En başta belirtmek gerekir ki Yılmaz Erdoğan bir sinema filmi yapamamıştır. Bu Nijat Özön’ün deyimiyle Karagöz’ün perdeye yansıtılmasıdır. Bir Demet Tiyatro, aynı oyuncularla, mekan ve dekor fantastik Güneydoğu’dan seçilerek yeniden sahneye konmuştur. Diğer taraftan Vizontele deneyimi, Bir Demet Tiyatro’nun da Amerikanlaşmasını getirmiş, dizideki memur ailesi belli dönüşümlere uğramış, örneğin Amerikan dizilerinde görülebilecek cinsten yeni bir dubleks eve taşınılmıştır.
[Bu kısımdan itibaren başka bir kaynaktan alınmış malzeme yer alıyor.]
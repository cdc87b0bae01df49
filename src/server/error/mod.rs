//! Error types for the railbook server.
//!
//! Domain errors (authentication, configuration, request validation) are defined in their own
//! modules and aggregated into [`Error`] together with library errors. Every error implements
//! `IntoResponse` so controllers can return `Result<impl IntoResponse, Error>` and let `?`
//! produce the matching HTTP response.

pub mod auth;
pub mod config;
pub mod validation;

use axum::{
    extract::rejection::{JsonRejection, PathRejection, QueryRejection},
    http::StatusCode,
    response::{IntoResponse, Response},
    Json,
};
use sea_orm::SqlErr;
use thiserror::Error;

use crate::{
    model::api::ErrorDto,
    server::error::{auth::AuthError, config::ConfigError, validation::ValidationError},
};

/// Main error type for the railbook server.
#[derive(Error, Debug)]
pub enum Error {
    /// Configuration error (missing or invalid environment variables).
    #[error(transparent)]
    ConfigError(#[from] ConfigError),
    /// Authentication or permission error.
    #[error(transparent)]
    AuthError(#[from] AuthError),
    /// Request payload failed validation (bounds, uniqueness, missing references).
    #[error(transparent)]
    ValidationError(#[from] ValidationError),
    /// Requested resource does not exist, or isn't visible to the caller.
    #[error("{0} not found")]
    NotFound(&'static str),
    /// Parse error (failed to parse a value from string or other format).
    #[error("Failed to parse value: {0:?}")]
    ParseError(String),
    /// Internal error indicating a bug in railbook's code.
    #[error("Internal error, this indicates a bug: {0:?}")]
    InternalError(String),
    /// Database error (query failures, connection issues, constraint violations).
    #[error(transparent)]
    DbErr(#[from] sea_orm::DbErr),
    /// Session error (session retrieval, storage, serialization).
    #[error(transparent)]
    SessionError(#[from] tower_sessions::session::Error),
    /// Redis session store error (connection, command execution).
    #[error(transparent)]
    SessionRedisError(#[from] tower_sessions_redis_store::fred::prelude::Error),
    /// Password hashing failed.
    #[error(transparent)]
    PasswordHashError(#[from] argon2::password_hash::Error),
    /// Socket error while binding or serving.
    #[error(transparent)]
    IoError(#[from] std::io::Error),
}

impl From<JsonRejection> for Error {
    fn from(rejection: JsonRejection) -> Self {
        ValidationError::invalid("non_field_errors", rejection.body_text()).into()
    }
}

impl From<PathRejection> for Error {
    fn from(rejection: PathRejection) -> Self {
        ValidationError::invalid("path", rejection.body_text()).into()
    }
}

impl From<QueryRejection> for Error {
    fn from(rejection: QueryRejection) -> Self {
        ValidationError::invalid("query", rejection.body_text()).into()
    }
}

/// Converts application errors into HTTP responses.
///
/// # Returns
/// - 400 Bad Request - Validation failures and references to missing records
/// - 401 Unauthorized / 403 Forbidden - Authentication and permission failures
/// - 404 Not Found - Missing resources
/// - 409 Conflict - Uniqueness violations, including those only caught by the database
/// - 500 Internal Server Error - For all other errors (with error logging)
impl IntoResponse for Error {
    fn into_response(self) -> Response {
        match self {
            Self::ConfigError(err) => err.into_response(),
            Self::AuthError(err) => err.into_response(),
            Self::ValidationError(err) => err.into_response(),
            Self::NotFound(resource) => {
                tracing::debug!("{} not found", resource);

                (
                    StatusCode::NOT_FOUND,
                    Json(ErrorDto::new(format!("{} not found", resource))),
                )
                    .into_response()
            }
            Self::DbErr(err) => match err.sql_err() {
                // Two requests raced past validation, the store decided which one won
                Some(SqlErr::UniqueConstraintViolation(detail)) => {
                    tracing::debug!(detail = %detail, "Unique constraint violation");

                    (
                        StatusCode::CONFLICT,
                        Json(ErrorDto::new("Resource conflicts with an existing record")),
                    )
                        .into_response()
                }
                Some(SqlErr::ForeignKeyConstraintViolation(detail)) => {
                    tracing::debug!(detail = %detail, "Foreign key constraint violation");

                    (
                        StatusCode::BAD_REQUEST,
                        Json(ErrorDto::new("Referenced resource does not exist")),
                    )
                        .into_response()
                }
                _ => InternalServerError(err).into_response(),
            },
            err => InternalServerError(err).into_response(),
        }
    }
}

/// Wrapper type for converting any displayable error into a 500 Internal Server Error response.
///
/// This struct logs the error message and returns a generic "Internal server error" message
/// to the client to avoid leaking implementation details.
pub struct InternalServerError<E>(pub E);

impl<E: std::fmt::Display> IntoResponse for InternalServerError<E> {
    fn into_response(self) -> Response {
        tracing::error!("{}", self.0);

        (
            StatusCode::INTERNAL_SERVER_ERROR,
            Json(ErrorDto::new("Internal server error")),
        )
            .into_response()
    }
}

#[cfg(test)]
impl From<railbook_test_utils::TestError> for Error {
    fn from(err: railbook_test_utils::TestError) -> Self {
        match err {
            railbook_test_utils::TestError::DbErr(e) => Self::DbErr(e),
            railbook_test_utils::TestError::SessionError(e) => Self::SessionError(e),
        }
    }
}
Kürt coğrafyasının gerçekliğine uzak Vizontele’de, İstanbul’da kendisini bulan ya da İstanbul’un kendisini bulduğu Yılmaz Erdoğan’ın göstermek istediği ve göstermesi istenen, dolayısıyla üzerinde uzlaşılan bir gerçeklik kurgulanmıştır. Bir Demet Tiyatro’yla gelen deneyim ve popülaritenin rantı Vizontele ile paraya dönüştürülmüştür. Yoksa biz zaten Yılmaz Erdoğan’ın İstanbulist olmayan bir film yapıyorum derken, Güneşe Yolculuk’ta anlatılan Berzan’ın ya da Sarhoş Atlar Zamanı’nda anlatılan Eyüb’ün hikayesini, kendi halkını anlat(a)mayacağını biliyorduk.

Vizontele gerçeğin izini sürememektedir. Bu ülkede “kötü” Kürtler üzerine film yapmak zor ama gereklidir. Krizin, savaşın yıkıma uğrattığı insanları uzlaşmacı bir sinemada görmek mümkün değildir ama başınızı nereye çevirseniz bir put görebilirsiniz.

Notlar

  1. Yalçın Küçük, Tekelistan, Yazı-Görüntü-Ses Yayınları, Kasım 2000, s.224
  2. Popüler Sinema, Senem Erdinç, “Hayatı İlk Gördüğüm Yer”, Ömer Faruk Sorak ve Y. Erdoğan ile yapılan söyleşiden, Şubat 2001, sayı 71
  3. Yeni Gündem, Sinan Birvan, Ömer F. Kurhan, “Gerçeğin İzini Sürdüm”, Y. Erdoğan ile yapılan söyleşiden, 10/02/2001
  4. Popüler Sinema, ags
  5. Yalçın Küçük, age, s.224
  6. Age, s.225
  7. Muhsin Kızılkaya, “Anadolu’da Yanan Ateş!”, 25/2/2001, Radikal İki
  8. Göksel Aymaz, “Kürt Şarlo Ne Kadar Satar?”, 18/2/2001, Radikal İki
  9. Muhsin Kızılkaya, 4/2/2001, Radikal İki
  10. Tuna Erdem, “Vahşi Batı’dan Fantastik Güneydoğu’ya”, 10/2/2001, Radikal

(Yeni İnsan Yeni Sinema dergisinin 9. sayısında yayınlanmıştır.)